A decisão foi proferida por unanimidade pela 3ª Câmara de Direito Privado do Tribunal de Justiça do Rio de Janeiro (TJ-RJ) e teve como relatora a desembargadora Marianna Fux, filha do ministro do Supremo Tribunal Federal Luiz Fux.
A promotora, de 35 anos, estava no segundo trimestre da gravidez quando foi vacinada em Niterói (RJ), em maio de 2021. Naquele momento, o Ministério da Saúde ainda não havia incluído contraindicações formais sobre o uso do imunizante em gestantes.
Poucos dias após a aplicação da vacina, ela foi internada com dores abdominais e diagnosticada com trombose venosa profunda e trombocitopenia. Apesar dos esforços médicos, evoluiu para morte cerebral e faleceu em junho daquele ano. O bebê também não sobreviveu.
A ação judicial foi movida pelos pais e pelo irmão da vítima, que alegaram falha da empresa no dever de informar adequadamente os riscos associados à vacina. De acordo com o TJ-RJ, embora a bula mencionasse possíveis efeitos adversos, faltou uma comunicação acessível e eficaz à população.
“Não há, assim, nos autos, prova de que na data da vacinação havia sido dada publicidade suficiente à reação adversa (síndrome de trombose com trombocitopenia), em cristalina violação ao dever de informação qualificado do fabricante.”
Desembargadora Marianna Fux
“O fabricante deve divulgar nos meios de comunicação o aumento da periculosidade do medicamento ou vacina.”
Desembargadora Marianna Fux
Na primeira instância, a AstraZeneca havia sido condenada ao pagamento de R$ 1,1 milhão por danos morais. A empresa recorreu, alegando ausência de comprovação do nexo causal e contestando a aplicação do Código de Defesa do Consumidor (CDC), por se tratar de vacina gratuita oferecida pelo SUS.
Contudo, o TJ-RJ manteve o entendimento de que, mesmo com distribuição gratuita, a farmacêutica integra a cadeia de consumo e, portanto, responde nos termos do CDC.
O colegiado decidiu majorar a indenização: R$ 1,5 milhão para cada um dos pais da vítima e R$ 750 mil para o irmão, totalizando os R$ 3,75 milhões.
O acórdão também manteve a aplicação de multa de 20% sobre o valor da causa por ato atentatório à dignidade da Justiça, devido à postura da empresa durante a fase de produção de provas.
“Criando embaraço ao cumprimento de comando judicial, isto é, à efetiva conclusão das perícias.”
Trecho do acórdão
A AstraZeneca ainda apresentou embargos de declaração, argumentando omissões e obscuridades no julgamento anterior. Todos os argumentos foram rejeitados.

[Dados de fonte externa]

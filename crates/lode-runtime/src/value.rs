//! Host value representation.
//!
//! A `Value` is either a raw host value (null, bool, number, string, list,
//! dictionary), a raw value boxed under a declared type, or a struct/class
//! instance. Boxes never nest: the payload of a `Boxed` is always unboxed.

use std::cell::RefCell;
use std::fmt;
use std::rc::Rc;

use indexmap::IndexMap;

use crate::objects::Instance;
use crate::registry::TypeHandle;

/// Ordered string-keyed dictionary; keeps JSON field order.
pub type Dict = IndexMap<String, Value>;
pub type DictRef = Rc<RefCell<Dict>>;
pub type ListRef = Rc<RefCell<Vec<Value>>>;

#[derive(Clone, Default)]
pub enum Value {
    #[default]
    Null,
    Bool(bool),
    Int(i64),
    Float(f64),
    Str(Rc<str>),
    List(ListRef),
    Map(DictRef),
    Boxed(Rc<Boxed>),
    Instance(Instance),
}

/// A raw value tagged with the type it was boxed as.
pub struct Boxed {
    ty: TypeHandle,
    raw: Value,
}

impl Boxed {
    /// Caller guarantees `raw` is not itself boxed.
    pub(crate) fn new(ty: TypeHandle, raw: Value) -> Self {
        debug_assert!(!matches!(raw, Value::Boxed(_)), "boxes never nest");
        Self { ty, raw }
    }

    #[inline]
    pub fn ty(&self) -> &TypeHandle {
        &self.ty
    }

    #[inline]
    pub fn raw(&self) -> &Value {
        &self.raw
    }
}

/// Host representation of a value, looking through any box.
#[derive(Debug, Clone, Copy, PartialEq, Eq, Hash)]
pub enum Repr {
    Null,
    Bool,
    Int,
    Float,
    String,
    List,
    Map,
    Instance,
}

impl Repr {
    pub fn name(self) -> &'static str {
        match self {
            Repr::Null => "null",
            Repr::Bool => "bool",
            Repr::Int => "int",
            Repr::Float => "float",
            Repr::String => "string",
            Repr::List => "list",
            Repr::Map => "map",
            Repr::Instance => "instance",
        }
    }
}

impl Value {
    pub fn str(s: &str) -> Self {
        Value::Str(Rc::from(s))
    }

    pub fn list(items: Vec<Value>) -> Self {
        Value::List(Rc::new(RefCell::new(items)))
    }

    pub fn map(dict: Dict) -> Self {
        Value::Map(Rc::new(RefCell::new(dict)))
    }

    /// Build a dictionary value from `(key, value)` pairs.
    pub fn map_from<K: Into<String>>(pairs: impl IntoIterator<Item = (K, Value)>) -> Self {
        Value::map(pairs.into_iter().map(|(k, v)| (k.into(), v)).collect())
    }

    #[inline]
    pub fn is_null(&self) -> bool {
        matches!(self, Value::Null)
    }

    #[inline]
    pub fn is_boxed(&self) -> bool {
        matches!(self, Value::Boxed(_))
    }

    /// Payload of a box, or the value itself.
    #[inline]
    pub fn unboxed(&self) -> &Value {
        match self {
            Value::Boxed(b) => b.raw(),
            other => other,
        }
    }

    pub fn repr(&self) -> Repr {
        match self.unboxed() {
            Value::Null => Repr::Null,
            Value::Bool(_) => Repr::Bool,
            Value::Int(_) => Repr::Int,
            Value::Float(_) => Repr::Float,
            Value::Str(_) => Repr::String,
            Value::List(_) => Repr::List,
            Value::Map(_) => Repr::Map,
            Value::Instance(_) => Repr::Instance,
            Value::Boxed(_) => unreachable!("boxes never nest"),
        }
    }

    pub fn as_bool(&self) -> Option<bool> {
        match self.unboxed() {
            Value::Bool(b) => Some(*b),
            _ => None,
        }
    }

    pub fn as_int(&self) -> Option<i64> {
        match self.unboxed() {
            Value::Int(i) => Some(*i),
            _ => None,
        }
    }

    /// Numeric value as float; integers widen.
    pub fn as_float(&self) -> Option<f64> {
        match self.unboxed() {
            Value::Float(f) => Some(*f),
            Value::Int(i) => Some(*i as f64),
            _ => None,
        }
    }

    pub fn as_str(&self) -> Option<&str> {
        match self.unboxed() {
            Value::Str(s) => Some(s),
            _ => None,
        }
    }

    pub fn as_instance(&self) -> Option<&Instance> {
        match self.unboxed() {
            Value::Instance(i) => Some(i),
            _ => None,
        }
    }

    /// Identity comparison: scalars by value, shared objects by pointer.
    pub fn same_identity(&self, other: &Value) -> bool {
        match (self, other) {
            (Value::Null, Value::Null) => true,
            (Value::Bool(a), Value::Bool(b)) => a == b,
            (Value::Int(a), Value::Int(b)) => a == b,
            (Value::Float(a), Value::Float(b)) => a == b,
            (Value::Str(a), Value::Str(b)) => Rc::ptr_eq(a, b) || a == b,
            (Value::List(a), Value::List(b)) => Rc::ptr_eq(a, b),
            (Value::Map(a), Value::Map(b)) => Rc::ptr_eq(a, b),
            (Value::Boxed(a), Value::Boxed(b)) => Rc::ptr_eq(a, b),
            (Value::Instance(a), Value::Instance(b)) => a.ptr_eq(b),
            _ => false,
        }
    }

    /// Deep equality of host representations, ignoring boxes.
    ///
    /// Integers and floats compare numerically. Instances compare by
    /// identity; field-wise struct equality lives in the struct engine.
    pub fn host_eq(&self, other: &Value) -> bool {
        match (self.unboxed(), other.unboxed()) {
            (Value::Null, Value::Null) => true,
            (Value::Bool(a), Value::Bool(b)) => a == b,
            (Value::Int(a), Value::Int(b)) => a == b,
            (Value::Int(_) | Value::Float(_), Value::Int(_) | Value::Float(_)) => {
                self.as_float() == other.as_float()
            }
            (Value::Str(a), Value::Str(b)) => a == b,
            (Value::List(a), Value::List(b)) => {
                if Rc::ptr_eq(a, b) {
                    return true;
                }
                let (a, b) = (a.borrow(), b.borrow());
                a.len() == b.len() && a.iter().zip(b.iter()).all(|(x, y)| x.host_eq(y))
            }
            (Value::Map(a), Value::Map(b)) => {
                if Rc::ptr_eq(a, b) {
                    return true;
                }
                let (a, b) = (a.borrow(), b.borrow());
                a.len() == b.len()
                    && a.iter().all(|(k, v)| b.get(k).map_or(false, |w| v.host_eq(w)))
            }
            (Value::Instance(a), Value::Instance(b)) => a.ptr_eq(b),
            _ => false,
        }
    }
}

impl From<bool> for Value {
    fn from(b: bool) -> Self {
        Value::Bool(b)
    }
}

impl From<i64> for Value {
    fn from(i: i64) -> Self {
        Value::Int(i)
    }
}

impl From<f64> for Value {
    fn from(f: f64) -> Self {
        Value::Float(f)
    }
}

impl From<&str> for Value {
    fn from(s: &str) -> Self {
        Value::str(s)
    }
}

impl From<String> for Value {
    fn from(s: String) -> Self {
        Value::Str(Rc::from(s))
    }
}

impl fmt::Debug for Value {
    fn fmt(&self, f: &mut fmt::Formatter<'_>) -> fmt::Result {
        match self {
            Value::Null => f.write_str("null"),
            Value::Bool(b) => write!(f, "{}", b),
            Value::Int(i) => write!(f, "{}", i),
            Value::Float(x) => write!(f, "{:?}", x),
            Value::Str(s) => write!(f, "{:?}", s),
            Value::List(items) => f.debug_list().entries(items.borrow().iter()).finish(),
            Value::Map(dict) => f.debug_map().entries(dict.borrow().iter()).finish(),
            Value::Boxed(b) => write!(f, "{}({:?})", b.ty().name(), b.raw()),
            Value::Instance(i) => write!(f, "{}{{..}}", i.ty().name()),
        }
    }
}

“Inexistem omissão, obscuridade ou contradição no julgado, tratando-se a presente irresignação de mero inconformismo com o decidido.”
Desembargadora Marianna Fux
Durante o voto, a relatora ressaltou que a responsabilidade da fabricante vai além da bula, exigindo a comunicação ampla de riscos emergentes. Segundo ela, países como Dinamarca e Noruega já haviam suspendido o uso da vacina por episódios semelhantes antes da vacinação da promotora.
A magistrada reforçou ainda que, para o Judiciário, a dor dos familiares é presumida e independe de comprovação específica. O acórdão afirma que:
“O sofrimento dos genitores é patente e inegável, dispensando maiores explanações.”
Trecho da decisão
“O irmão foi privado do convívio fraterno e com seu sobrinho falecido ainda no ventre.”
Trecho da decisão
Com a nova decisão, a condenação da AstraZeneca permanece válida e sem possibilidade de alteração no âmbito do TJ-RJ.